Restate each entry shown beneath this instruction, keeping its wording intact.

Saved data entries

┄┄┄┄┄┄┄┄┄┄┄┄┄┄┄┄┄┄┄┄

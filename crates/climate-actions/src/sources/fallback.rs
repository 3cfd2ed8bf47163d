use super::{ActionSource, SourceError};
use async_trait::async_trait;
use serde_json::Value;
use tracing::warn;

/// Reads from `primary`, switching to `secondary` when the primary fails.
/// When both fail the secondary's error is returned.
#[derive(Debug, Clone)]
pub struct FallbackSource<P, S> {
    primary: P,
    secondary: S,
}

impl<P, S> FallbackSource<P, S> {
    pub fn new(primary: P, secondary: S) -> Self {
        Self { primary, secondary }
    }
}

#[async_trait]
impl<P, S> ActionSource for FallbackSource<P, S>
where
    P: ActionSource,
    S: ActionSource,
{
    fn name(&self) -> &'static str {
        self.primary.name()
    }

    async fn fetch(&self) -> Result<Value, SourceError> {
        match self.primary.fetch().await {
            Ok(payload) => Ok(payload),
            Err(err) => {
                warn!(
                    primary = self.primary.name(),
                    secondary = self.secondary.name(),
                    error = %err,
                    "primary source failed, falling back"
                );
                self.secondary.fetch().await
            }
        }
    }
}

#[cfg(test)]
mod tests {
    use super::*;
    use serde_json::json;
    use std::sync::atomic::{AtomicUsize, Ordering};

    struct Fixed {
        payload: Option<Value>,
        calls: AtomicUsize,
    }

    impl Fixed {
        fn ok(payload: Value) -> Self {
            Self {
                payload: Some(payload),
                calls: AtomicUsize::new(0),
            }
        }

        fn failing() -> Self {
            Self {
                payload: None,
                calls: AtomicUsize::new(0),
            }
        }
    }

    #[async_trait]
    impl ActionSource for Fixed {
        fn name(&self) -> &'static str {
            "fixed"
        }

        async fn fetch(&self) -> Result<Value, SourceError> {
            self.calls.fetch_add(1, Ordering::SeqCst);
            self.payload
                .clone()
                .ok_or(SourceError::Status { status: 503 })
        }
    }

    #[tokio::test]
    async fn primary_success_skips_secondary() {
        let source = FallbackSource::new(Fixed::ok(json!(["sheet"])), Fixed::ok(json!(["file"])));
        assert_eq!(source.fetch().await.expect("fetch"), json!(["sheet"]));
        assert_eq!(source.secondary.calls.load(Ordering::SeqCst), 0);
    }

    #[tokio::test]
    async fn primary_failure_uses_secondary() {
        let source = FallbackSource::new(Fixed::failing(), Fixed::ok(json!(["file"])));
        assert_eq!(source.fetch().await.expect("fetch"), json!(["file"]));
        assert_eq!(source.primary.calls.load(Ordering::SeqCst), 1);
    }

    #[tokio::test]
    async fn both_failing_surfaces_an_error() {
        let source = FallbackSource::new(Fixed::failing(), Fixed::failing());
        assert!(matches!(
            source.fetch().await,
            Err(SourceError::Status { status: 503 })
        ));
        assert_eq!(source.secondary.calls.load(Ordering::SeqCst), 1);
    }
}
//! Upstream record sources behind the read endpoint.
//!
//! The service answers `GET /api/actions` from a Google Sheets range and falls
//! back to a static JSON snapshot; both sit behind [`ActionSource`] so the
//! loader sees a single logical read.

pub mod csv_import;
mod fallback;
mod mapping;
mod sheets;
mod snapshot;

pub use fallback::FallbackSource;
pub use sheets::SheetsSource;
pub use snapshot::SnapshotSource;

use async_trait::async_trait;
use serde_json::Value;
use std::path::PathBuf;

/// Raw, not yet validated, record payload provider.
#[async_trait]
pub trait ActionSource: Send + Sync {
    fn name(&self) -> &'static str;
    async fn fetch(&self) -> Result<Value, SourceError>;
}

#[async_trait]
impl<T: ActionSource + ?Sized> ActionSource for std::sync::Arc<T> {
    fn name(&self) -> &'static str {
        (**self).name()
    }

    async fn fetch(&self) -> Result<Value, SourceError> {
        (**self).fetch().await
    }
}

#[derive(Debug, thiserror::Error)]
pub enum SourceError {
    #[error("{0} credentials not configured")]
    NotConfigured(&'static str),
    #[error("request failed: {0}")]
    Http(#[from] reqwest::Error),
    #[error("upstream responded with status {status}")]
    Status { status: u16 },
    #[error("failed to read {path}: {source}")]
    Io {
        path: PathBuf,
        source: std::io::Error,
    },
    #[error("invalid JSON payload: {0}")]
    Json(#[from] serde_json::Error),
    #[error("no data found in {0}")]
    Empty(&'static str),
}
use crate::config::TelemetryConfig;
use std::fmt;
use tracing_subscriber::filter::ParseError;
use tracing_subscriber::EnvFilter;

#[derive(Debug)]
pub enum TelemetryError {
    EnvFilter { value: String, source: ParseError },
    Subscriber(Box<dyn std::error::Error + Send + Sync>),
}

impl fmt::Display for TelemetryError {
    fn fmt(&self, f: &mut fmt::Formatter<'_>) -> fmt::Result {
        match self {
            TelemetryError::EnvFilter { value, .. } => {
                write!(f, "invalid log filter '{value}'")
            }
            TelemetryError::Subscriber(err) => write!(f, "failed to install subscriber: {err}"),
        }
    }
}

impl std::error::Error for TelemetryError {
    fn source(&self) -> Option<&(dyn std::error::Error + 'static)> {
        match self {
            TelemetryError::EnvFilter { source, .. } => Some(source),
            TelemetryError::Subscriber(err) => Some(&**err),
        }
    }
}

/// `RUST_LOG` wins over the configured level when it parses.
pub fn build_filter(config: &TelemetryConfig) -> Result<EnvFilter, TelemetryError> {
    if let Ok(filter) = EnvFilter::try_from_default_env() {
        return Ok(filter);
    }
    EnvFilter::try_new(&config.log_level).map_err(|source| TelemetryError::EnvFilter {
        value: config.log_level.clone(),
        source,
    })
}

pub fn init(config: &TelemetryConfig) -> Result<(), TelemetryError> {
    tracing_subscriber::fmt()
        .with_env_filter(build_filter(config)?)
        .with_target(false)
        .compact()
        .with_ansi(false)
        .try_init()
        .map_err(TelemetryError::Subscriber)
}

┄┄┄┄┄┄┄┄┄┄┄┄┄┄┄┄┄┄┄┄

Response to this task:
filename crates/climate-actions/src/sources/fallback.rs
repository 3cfd2ed8bf47163d
use super::{ActionSource, SourceError};
use async_trait::async_trait;
use serde_json::Value;
use tracing::warn;

/// Reads from `primary`, switching to `secondary` when the primary fails.
/// When both fail the secondary's error is returned.
#[derive(Debug, Clone)]
pub struct FallbackSource<P, S> {
    primary: P,
    secondary: S,
}

impl<P, S> FallbackSource<P, S> {
    pub fn new(primary: P, secondary: S) -> Self {
        Self { primary, secondary }
    }
}

#[async_trait]
impl<P, S> ActionSource for FallbackSource<P, S>
where
    P: ActionSource,
    S: ActionSource,
{
    fn name(&self) -> &'static str {
        self.primary.name()
    }

    async fn fetch(&self) -> Result<Value, SourceError> {
        match self.primary.fetch().await {
            Ok(payload) => Ok(payload),
            Err(err) => {
                warn!(
                    primary = self.primary.name(),
                    secondary = self.secondary.name(),
                    error = %err,
                    "primary source failed, falling back"
                );
                self.secondary.fetch().await
            }
        }
    }
}

#[cfg(test)]
mod tests {
    use super::*;
    use serde_json::json;
    use std::sync::atomic::{AtomicUsize, Ordering};

    struct Fixed {
        payload: Option<Value>,
        calls: AtomicUsize,
    }

    impl Fixed {
        fn ok(payload: Value) -> Self {
            Self {
                payload: Some(payload),
                calls: AtomicUsize::new(0),
            }
        }

        fn failing() -> Self {
            Self {
                payload: None,
                calls: AtomicUsize::new(0),
            }
        }
    }

    #[async_trait]
    impl ActionSource for Fixed {
        fn name(&self) -> &'static str {
            "fixed"
        }

        async fn fetch(&self) -> Result<Value, SourceError> {
            self.calls.fetch_add(1, Ordering::SeqCst);
            self.payload
                .clone()
                .ok_or(SourceError::Status { status: 503 })
        }
    }

    #[tokio::test]
    async fn primary_success_skips_secondary() {
        let source = FallbackSource::new(Fixed::ok(json!(["sheet"])), Fixed::ok(json!(["file"])));
        assert_eq!(source.fetch().await.expect("fetch"), json!(["sheet"]));
        assert_eq!(source.secondary.calls.load(Ordering::SeqCst), 0);
    }

    #[tokio::test]
    async fn primary_failure_uses_secondary() {
        let source = FallbackSource::new(Fixed::failing(), Fixed::ok(json!(["file"])));
        assert_eq!(source.fetch().await.expect("fetch"), json!(["file"]));
        assert_eq!(source.primary.calls.load(Ordering::SeqCst), 1);
    }

    #[tokio::test]
    async fn both_failing_surfaces_an_error() {
        let source = FallbackSource::new(Fixed::failing(), Fixed::failing());
        assert!(matches!(
            source.fetch().await,
            Err(SourceError::Status { status: 503 })
        ));
        assert_eq!(source.secondary.calls.load(Ordering::SeqCst), 1);
    }
}
//! Upstream record sources behind the read endpoint.
//!
//! The service answers `GET /api/actions` from a Google Sheets range and falls
//! back to a static JSON snapshot; both sit behind [`ActionSource`] so the
//! loader sees a single logical read.

pub mod csv_import;
mod fallback;
mod mapping;
mod sheets;
mod snapshot;

pub use fallback::FallbackSource;
pub use sheets::SheetsSource;
pub use snapshot::SnapshotSource;

use async_trait::async_trait;
use serde_json::Value;
use std::path::PathBuf;

/// Raw, not yet validated, record payload provider.
#[async_trait]
pub trait ActionSource: Send + Sync {
    fn name(&self) -> &'static str;
    async fn fetch(&self) -> Result<Value, SourceError>;
}

#[async_trait]
impl<T: ActionSource + ?Sized> ActionSource for std::sync::Arc<T> {
    fn name(&self) -> &'static str {
        (**self).name()
    }

    async fn fetch(&self) -> Result<Value, SourceError> {
        (**self).fetch().await
    }
}

#[derive(Debug, thiserror::Error)]
pub enum SourceError {
    #[error("{0} credentials not configured")]
    NotConfigured(&'static str),
    #[error("request failed: {0}")]
    Http(#[from] reqwest::Error),
    #[error("upstream responded with status {status}")]
    Status { status: u16 },
    #[error("failed to read {path}: {source}")]
    Io {
        path: PathBuf,
        source: std::io::Error,
    },
    #[error("invalid JSON payload: {0}")]
    Json(#[from] serde_json::Error),
    #[error("no data found in {0}")]
    Empty(&'static str),
}
use crate::config::TelemetryConfig;
use std::fmt;
use tracing_subscriber::filter::ParseError;
use tracing_subscriber::EnvFilter;

#[derive(Debug)]
pub enum TelemetryError {
    EnvFilter { value: String, source: ParseError },
    Subscriber(Box<dyn std::error::Error + Send + Sync>),
}

impl fmt::Display for TelemetryError {
    fn fmt(&self, f: &mut fmt::Formatter<'_>) -> fmt::Result {
        match self {
            TelemetryError::EnvFilter { value, .. } => {
                write!(f, "invalid log filter '{value}'")
            }
            TelemetryError::Subscriber(err) => write!(f, "failed to install subscriber: {err}"),
        }
    }
}

impl std::error::Error for TelemetryError {
    fn source(&self) -> Option<&(dyn std::error::Error + 'static)> {
        match self {
            TelemetryError::EnvFilter { source, .. } => Some(source),
            TelemetryError::Subscriber(err) => Some(&**err),
        }
    }
}

/// `RUST_LOG` wins over the configured level when it parses.
pub fn build_filter(config: &TelemetryConfig) -> Result<EnvFilter, TelemetryError> {
    if let Ok(filter) = EnvFilter::try_from_default_env() {
        return Ok(filter);
    }
    EnvFilter::try_new(&config.log_level).map_err(|source| TelemetryError::EnvFilter {
        value: config.log_level.clone(),
        source,
    })
}

pub fn init(config: &TelemetryConfig) -> Result<(), TelemetryError> {
    tracing_subscriber::fmt()
        .with_env_filter(build_filter(config)?)
        .with_target(false)
        .compact()
        .with_ansi(false)
        .try_init()
        .map_err(TelemetryError::Subscriber)
}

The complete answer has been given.